Dataset entries →
<<<<

//! ResourceData - Configuration and state of one resource instance
//!
//! Field callbacks read user configuration from here and write values read
//! back from the remote API into it. On update it also holds the prior
//! attributes so change predicates can compare old and new values.

use std::collections::HashMap;

use crate::field::{FieldError, FieldResult};
use crate::resource::Value;

#[derive(Debug, Clone, Default, PartialEq)]
pub struct ResourceData {
    id: Option<String>,
    prior: HashMap<String, Value>,
    attributes: HashMap<String, Value>,
}

impl ResourceData {
    /// Data for a create request
    pub fn new(attributes: HashMap<String, Value>) -> Self {
        Self {
            id: None,
            prior: HashMap::new(),
            attributes,
        }
    }

    /// Data for an update request
    pub fn for_update(
        id: impl Into<String>,
        prior: HashMap<String, Value>,
        attributes: HashMap<String, Value>,
    ) -> Self {
        Self {
            id: Some(id.into()),
            prior,
            attributes,
        }
    }

    /// Empty sink for a read of an existing remote object
    pub fn for_read(id: impl Into<String>) -> Self {
        Self {
            id: Some(id.into()),
            ..Self::default()
        }
    }

    pub fn id(&self) -> Option<&str> {
        self.id.as_deref()
    }

    pub fn set_id(&mut self, id: impl Into<String>) {
        self.id = Some(id.into());
    }

    pub fn clear_id(&mut self) {
        self.id = None;
    }

    pub fn attributes(&self) -> &HashMap<String, Value> {
        &self.attributes
    }

    pub fn into_attributes(self) -> HashMap<String, Value> {
        self.attributes
    }

    /// Raw value, if present
    pub fn get(&self, key: &str) -> Option<&Value> {
        self.attributes.get(key)
    }

    /// Value, if present and not the zero value of its type
    pub fn get_ok(&self, key: &str) -> Option<&Value> {
        self.get(key).filter(|v| !v.is_zero())
    }

    /// Whether the key is present at all, including zero values
    pub fn is_set(&self, key: &str) -> bool {
        self.attributes.contains_key(key)
    }

    /// Prior value on update
    pub fn get_prior(&self, key: &str) -> Option<&Value> {
        self.prior.get(key)
    }

    /// Whether a value differs between prior and current configuration
    ///
    /// An absent value and a zero value compare equal.
    pub fn has_change(&self, key: &str) -> bool {
        let old = self.prior.get(key).filter(|v| !v.is_zero());
        let new = self.attributes.get(key).filter(|v| !v.is_zero());
        old != new
    }

    /// Whether a value held before is no longer configured
    pub fn is_removed(&self, key: &str) -> bool {
        self.prior.get(key).is_some_and(|v| !v.is_zero())
            && self.attributes.get(key).is_none_or(Value::is_zero)
    }

    /// Whether any of the keys changed
    pub fn has_changes(&self, keys: &[&str]) -> bool {
        keys.iter().any(|k| self.has_change(k))
    }

    pub fn set(&mut self, key: impl Into<String>, value: impl Into<Value>) {
        self.attributes.insert(key.into(), value.into());
    }

    /// Set the value, or remove the key when `None`
    pub fn set_opt<V: Into<Value>>(&mut self, key: impl Into<String>, value: Option<V>) {
        let key = key.into();
        match value {
            Some(v) => {
                self.attributes.insert(key, v.into());
            }
            None => {
                self.attributes.remove(&key);
            }
        }
    }

    // =========================================================================
    // Typed accessors
    // =========================================================================

    pub fn get_str(&self, key: &str) -> FieldResult<Option<&str>> {
        match self.get(key) {
            None => Ok(None),
            Some(Value::String(s)) => Ok(Some(s)),
            Some(other) => Err(mismatch(key, "String", other)),
        }
    }

    /// Owned non-empty string
    pub fn get_string(&self, key: &str) -> FieldResult<Option<String>> {
        Ok(self
            .get_str(key)?
            .filter(|s| !s.is_empty())
            .map(str::to_string))
    }

    /// Integer greater than zero
    pub fn get_positive_int(&self, key: &str) -> FieldResult<Option<i64>> {
        Ok(self.get_int(key)?.filter(|n| *n > 0))
    }

    pub fn get_int(&self, key: &str) -> FieldResult<Option<i64>> {
        match self.get(key) {
            None => Ok(None),
            Some(Value::Int(n)) => Ok(Some(*n)),
            Some(other) => Err(mismatch(key, "Int", other)),
        }
    }

    pub fn get_bool(&self, key: &str) -> FieldResult<Option<bool>> {
        match self.get(key) {
            None => Ok(None),
            Some(Value::Bool(b)) => Ok(Some(*b)),
            Some(other) => Err(mismatch(key, "Bool", other)),
        }
    }

    /// List of strings; empty strings are dropped
    pub fn get_strings(&self, key: &str) -> FieldResult<Option<Vec<String>>> {
        match self.get(key) {
            None => Ok(None),
            Some(Value::List(items)) => Ok(Some(
                items
                    .iter()
                    .filter_map(Value::as_str)
                    .filter(|s| !s.is_empty())
                    .map(str::to_string)
                    .collect(),
            )),
            Some(other) => Err(mismatch(key, "List", other)),
        }
    }

    /// Nested block entries; elements that are not objects are skipped
    pub fn get_blocks(&self, key: &str) -> FieldResult<Option<Vec<&HashMap<String, Value>>>> {
        match self.get(key) {
            None => Ok(None),
            Some(Value::List(items)) => Ok(Some(items.iter().filter_map(Value::as_map).collect())),
            Some(other) => Err(mismatch(key, "Block", other)),
        }
    }

    /// First entry of a single-item nested block
    pub fn get_block(&self, key: &str) -> FieldResult<Option<&HashMap<String, Value>>> {
        Ok(self.get_blocks(key)?.and_then(|b| b.into_iter().next()))
    }
}

fn mismatch(key: &str, expected: &'static str, got: &Value) -> FieldError {
    FieldError::TypeMismatch {
        field: key.to_string(),
        expected,
        got: got.type_name(),
    }
}
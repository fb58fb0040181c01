//! AWS managed instance

use serde::{Deserialize, Serialize};
use spotform_core::wrapper::RemoteObject;

use crate::client::ApiObject;

#[derive(Debug, Clone, Default, PartialEq, Serialize, Deserialize)]
#[serde(rename_all = "camelCase")]
pub struct ManagedInstance {
    #[serde(skip_serializing_if = "Option::is_none")]
    pub id: Option<String>,
    #[serde(skip_serializing_if = "Option::is_none")]
    pub name: Option<String>,
    #[serde(skip_serializing_if = "Option::is_none")]
    pub description: Option<String>,
    #[serde(skip_serializing_if = "Option::is_none")]
    pub region: Option<String>,
    #[serde(skip_serializing_if = "Option::is_none")]
    pub persistence: Option<Persistence>,
    #[serde(skip_serializing_if = "Option::is_none")]
    pub health_check: Option<HealthCheck>,
    #[serde(skip_serializing_if = "Option::is_none")]
    pub compute: Option<Compute>,
}

impl ManagedInstance {
    pub fn persistence_mut(&mut self) -> &mut Persistence {
        self.persistence.get_or_insert_with(Persistence::default)
    }

    pub fn health_check_mut(&mut self) -> &mut HealthCheck {
        self.health_check.get_or_insert_with(HealthCheck::default)
    }

    pub fn compute_mut(&mut self) -> &mut Compute {
        self.compute.get_or_insert_with(Compute::default)
    }

    pub fn launch_specification_mut(&mut self) -> &mut LaunchSpecification {
        self.compute_mut()
            .launch_specification
            .get_or_insert_with(LaunchSpecification::default)
    }

    pub fn instance_types_mut(&mut self) -> &mut InstanceTypes {
        self.launch_specification_mut()
            .instance_types
            .get_or_insert_with(InstanceTypes::default)
    }

    pub fn launch_specification(&self) -> Option<&LaunchSpecification> {
        self.compute.as_ref()?.launch_specification.as_ref()
    }

    pub fn instance_types(&self) -> Option<&InstanceTypes> {
        self.launch_specification()?.instance_types.as_ref()
    }
}

impl RemoteObject for ManagedInstance {
    fn scaffold() -> Self {
        Self {
            persistence: Some(Persistence::default()),
            health_check: Some(HealthCheck::default()),
            compute: Some(Compute {
                launch_specification: Some(LaunchSpecification {
                    instance_types: Some(InstanceTypes::default()),
                    ..LaunchSpecification::default()
                }),
                ..Compute::default()
            }),
            ..Self::default()
        }
    }
}

impl ApiObject for ManagedInstance {
    const PATH: &'static str = "/aws/ec2/managedInstance";
    const KEY: &'static str = "managedInstance";

    fn id(&self) -> Option<&str> {
        self.id.as_deref()
    }
}

#[derive(Debug, Clone, Default, PartialEq, Serialize, Deserialize)]
#[serde(rename_all = "camelCase")]
pub struct Persistence {
    #[serde(skip_serializing_if = "Option::is_none")]
    pub persist_block_devices: Option<bool>,
    #[serde(skip_serializing_if = "Option::is_none")]
    pub persist_root_device: Option<bool>,
    #[serde(skip_serializing_if = "Option::is_none")]
    pub persist_private_ip: Option<bool>,
    #[serde(skip_serializing_if = "Option::is_none")]
    pub block_devices_mode: Option<String>,
}

#[derive(Debug, Clone, Default, PartialEq, Serialize, Deserialize)]
#[serde(rename_all = "camelCase")]
pub struct HealthCheck {
    #[serde(rename = "type", skip_serializing_if = "Option::is_none")]
    pub kind: Option<String>,
    #[serde(skip_serializing_if = "Option::is_none")]
    pub auto_healing: Option<bool>,
    #[serde(skip_serializing_if = "Option::is_none")]
    pub grace_period: Option<i64>,
    #[serde(skip_serializing_if = "Option::is_none")]
    pub unhealthy_duration: Option<i64>,
}

#[derive(Debug, Clone, Default, PartialEq, Serialize, Deserialize)]
#[serde(rename_all = "camelCase")]
pub struct Compute {
    #[serde(skip_serializing_if = "Option::is_none")]
    pub product: Option<String>,
    #[serde(skip_serializing_if = "Option::is_none")]
    pub subnet_ids: Option<Vec<String>>,
    #[serde(skip_serializing_if = "Option::is_none")]
    pub vpc_id: Option<String>,
    #[serde(skip_serializing_if = "Option::is_none")]
    pub elastic_ip: Option<String>,
    #[serde(skip_serializing_if = "Option::is_none")]
    pub private_ip: Option<String>,
    #[serde(skip_serializing_if = "Option::is_none")]
    pub launch_specification: Option<LaunchSpecification>,
}

#[derive(Debug, Clone, Default, PartialEq, Serialize, Deserialize)]
#[serde(rename_all = "camelCase")]
pub struct LaunchSpecification {
    #[serde(skip_serializing_if = "Option::is_none")]
    pub instance_types: Option<InstanceTypes>,
    #[serde(skip_serializing_if = "Option::is_none")]
    pub network_interfaces: Option<Vec<NetworkInterface>>,
}

#[derive(Debug, Clone, Default, PartialEq, Serialize, Deserialize)]
#[serde(rename_all = "camelCase")]
pub struct InstanceTypes {
    #[serde(skip_serializing_if = "Option::is_none")]
    pub types: Option<Vec<String>>,
    #[serde(skip_serializing_if = "Option::is_none")]
    pub preferred_type: Option<String>,
}

#[derive(Debug, Clone, Default, PartialEq, Serialize, Deserialize)]
#[serde(rename_all = "camelCase")]
pub struct NetworkInterface {
    #[serde(skip_serializing_if = "Option::is_none")]
    pub device_index: Option<i64>,
    #[serde(skip_serializing_if = "Option::is_none")]
    pub network_interface_id: Option<String>,
    #[serde(skip_serializing_if = "Option::is_none")]
    pub associate_public_ip_address: Option<bool>,
    #[serde(skip_serializing_if = "Option::is_none")]
    pub associate_ipv6_address: Option<bool>,
}
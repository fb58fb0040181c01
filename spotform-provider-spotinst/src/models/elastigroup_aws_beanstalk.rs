//! AWS elastigroup imported from an Elastic Beanstalk environment
//!
//! The group definition comes from the import endpoint and is submitted
//! back almost untouched, so every part of it not modeled here is kept in
//! `other` and serialized as received.

use serde::{Deserialize, Serialize};
use serde_json::{Map, Value};
use spotform_core::wrapper::RemoteObject;

use super::{Capacity, Nullable};
use crate::client::ApiObject;

#[derive(Debug, Clone, Default, PartialEq, Serialize, Deserialize)]
#[serde(rename_all = "camelCase")]
pub struct BeanstalkGroup {
    #[serde(skip_serializing_if = "Option::is_none")]
    pub id: Option<String>,
    #[serde(skip_serializing_if = "Option::is_none")]
    pub name: Option<String>,
    #[serde(skip_serializing_if = "Option::is_none")]
    pub region: Option<String>,
    #[serde(skip_serializing_if = "Option::is_none")]
    pub capacity: Option<Capacity>,
    #[serde(skip_serializing_if = "Option::is_none")]
    pub compute: Option<Compute>,
    #[serde(skip_serializing_if = "Option::is_none")]
    pub integration: Option<Integration>,
    #[serde(flatten)]
    pub other: Map<String, Value>,
}

impl BeanstalkGroup {
    pub fn capacity_mut(&mut self) -> &mut Capacity {
        self.capacity.get_or_insert_with(Capacity::default)
    }

    pub fn compute_mut(&mut self) -> &mut Compute {
        self.compute.get_or_insert_with(Compute::default)
    }

    pub fn instance_types_mut(&mut self) -> &mut InstanceTypes {
        self.compute_mut()
            .instance_types
            .get_or_insert_with(InstanceTypes::default)
    }

    pub fn elastic_beanstalk_mut(&mut self) -> &mut ElasticBeanstalk {
        self.integration
            .get_or_insert_with(Integration::default)
            .elastic_beanstalk
            .get_or_insert_with(ElasticBeanstalk::default)
    }

    pub fn elastic_beanstalk(&self) -> Option<&ElasticBeanstalk> {
        self.integration.as_ref()?.elastic_beanstalk.as_ref()
    }
}

impl RemoteObject for BeanstalkGroup {}

impl ApiObject for BeanstalkGroup {
    const PATH: &'static str = "/aws/ec2/group";
    const KEY: &'static str = "group";

    fn id(&self) -> Option<&str> {
        self.id.as_deref()
    }
}

#[derive(Debug, Clone, Default, PartialEq, Serialize, Deserialize)]
#[serde(rename_all = "camelCase")]
pub struct Compute {
    #[serde(skip_serializing_if = "Option::is_none")]
    pub product: Option<String>,
    #[serde(skip_serializing_if = "Option::is_none")]
    pub instance_types: Option<InstanceTypes>,
    #[serde(flatten)]
    pub other: Map<String, Value>,
}

#[derive(Debug, Clone, Default, PartialEq, Serialize, Deserialize)]
pub struct InstanceTypes {
    #[serde(skip_serializing_if = "Option::is_none")]
    pub ondemand: Option<String>,
    #[serde(skip_serializing_if = "Option::is_none")]
    pub spot: Option<Vec<String>>,
    #[serde(flatten)]
    pub other: Map<String, Value>,
}

#[derive(Debug, Clone, Default, PartialEq, Serialize, Deserialize)]
#[serde(rename_all = "camelCase")]
pub struct Integration {
    #[serde(skip_serializing_if = "Option::is_none")]
    pub elastic_beanstalk: Option<ElasticBeanstalk>,
    #[serde(flatten)]
    pub other: Map<String, Value>,
}

#[derive(Debug, Clone, Default, PartialEq, Serialize, Deserialize)]
#[serde(rename_all = "camelCase")]
pub struct ElasticBeanstalk {
    #[serde(skip_serializing_if = "Option::is_none")]
    pub environment_id: Option<String>,
    #[serde(default, skip_serializing_if = "Nullable::is_unset")]
    pub managed_actions: Nullable<ManagedActions>,
    #[serde(flatten)]
    pub other: Map<String, Value>,
}

#[derive(Debug, Clone, Default, PartialEq, Serialize, Deserialize)]
#[serde(rename_all = "camelCase")]
pub struct ManagedActions {
    #[serde(skip_serializing_if = "Option::is_none")]
    pub platform_update: Option<PlatformUpdate>,
}

#[derive(Debug, Clone, Default, PartialEq, Serialize, Deserialize)]
#[serde(rename_all = "camelCase")]
pub struct PlatformUpdate {
    #[serde(skip_serializing_if = "Option::is_none")]
    pub perform_at: Option<String>,
    #[serde(skip_serializing_if = "Option::is_none")]
    pub time_window: Option<String>,
    #[serde(skip_serializing_if = "Option::is_none")]
    pub update_level: Option<String>,
}

/// Maintenance state of a beanstalk group
#[derive(Debug, Clone, PartialEq, Eq)]
pub enum MaintenanceStatus {
    /// Serving traffic; maintenance can start
    Active,
    /// In maintenance, waiting for the user to finish it
    AwaitUserUpdate,
    /// Any state in between; start and finish have to wait
    Transitional(String),
}

impl MaintenanceStatus {
    pub fn parse(status: &str) -> Self {
        match status {
            "ACTIVE" => MaintenanceStatus::Active,
            "AWAIT_USER_UPDATE" => MaintenanceStatus::AwaitUserUpdate,
            other => MaintenanceStatus::Transitional(other.to_string()),
        }
    }
}

impl std::fmt::Display for MaintenanceStatus {
    fn fmt(&self, f: &mut std::fmt::Formatter<'_>) -> std::fmt::Result {
        match self {
            MaintenanceStatus::Active => write!(f, "ACTIVE"),
            MaintenanceStatus::AwaitUserUpdate => write!(f, "AWAIT_USER_UPDATE"),
            MaintenanceStatus::Transitional(status) => write!(f, "{}", status),
        }
    }
}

>>>>

Problem description →
Write out the lines of the entries, word for word, from the first through the one containing "Raw value, if present", and stop at that line.

Task result →
//! ResourceData - Configuration and state of one resource instance
//!
//! Field callbacks read user configuration from here and write values read
//! back from the remote API into it. On update it also holds the prior
//! attributes so change predicates can compare old and new values.

use std::collections::HashMap;

use crate::field::{FieldError, FieldResult};
use crate::resource::Value;

#[derive(Debug, Clone, Default, PartialEq)]
pub struct ResourceData {
    id: Option<String>,
    prior: HashMap<String, Value>,
    attributes: HashMap<String, Value>,
}

impl ResourceData {
    /// Data for a create request
    pub fn new(attributes: HashMap<String, Value>) -> Self {
        Self {
            id: None,
            prior: HashMap::new(),
            attributes,
        }
    }

    /// Data for an update request
    pub fn for_update(
        id: impl Into<String>,
        prior: HashMap<String, Value>,
        attributes: HashMap<String, Value>,
    ) -> Self {
        Self {
            id: Some(id.into()),
            prior,
            attributes,
        }
    }

    /// Empty sink for a read of an existing remote object
    pub fn for_read(id: impl Into<String>) -> Self {
        Self {
            id: Some(id.into()),
            ..Self::default()
        }
    }

    pub fn id(&self) -> Option<&str> {
        self.id.as_deref()
    }

    pub fn set_id(&mut self, id: impl Into<String>) {
        self.id = Some(id.into());
    }

    pub fn clear_id(&mut self) {
        self.id = None;
    }

    pub fn attributes(&self) -> &HashMap<String, Value> {
        &self.attributes
    }

    pub fn into_attributes(self) -> HashMap<String, Value> {
        self.attributes
    }

    /// Raw value, if present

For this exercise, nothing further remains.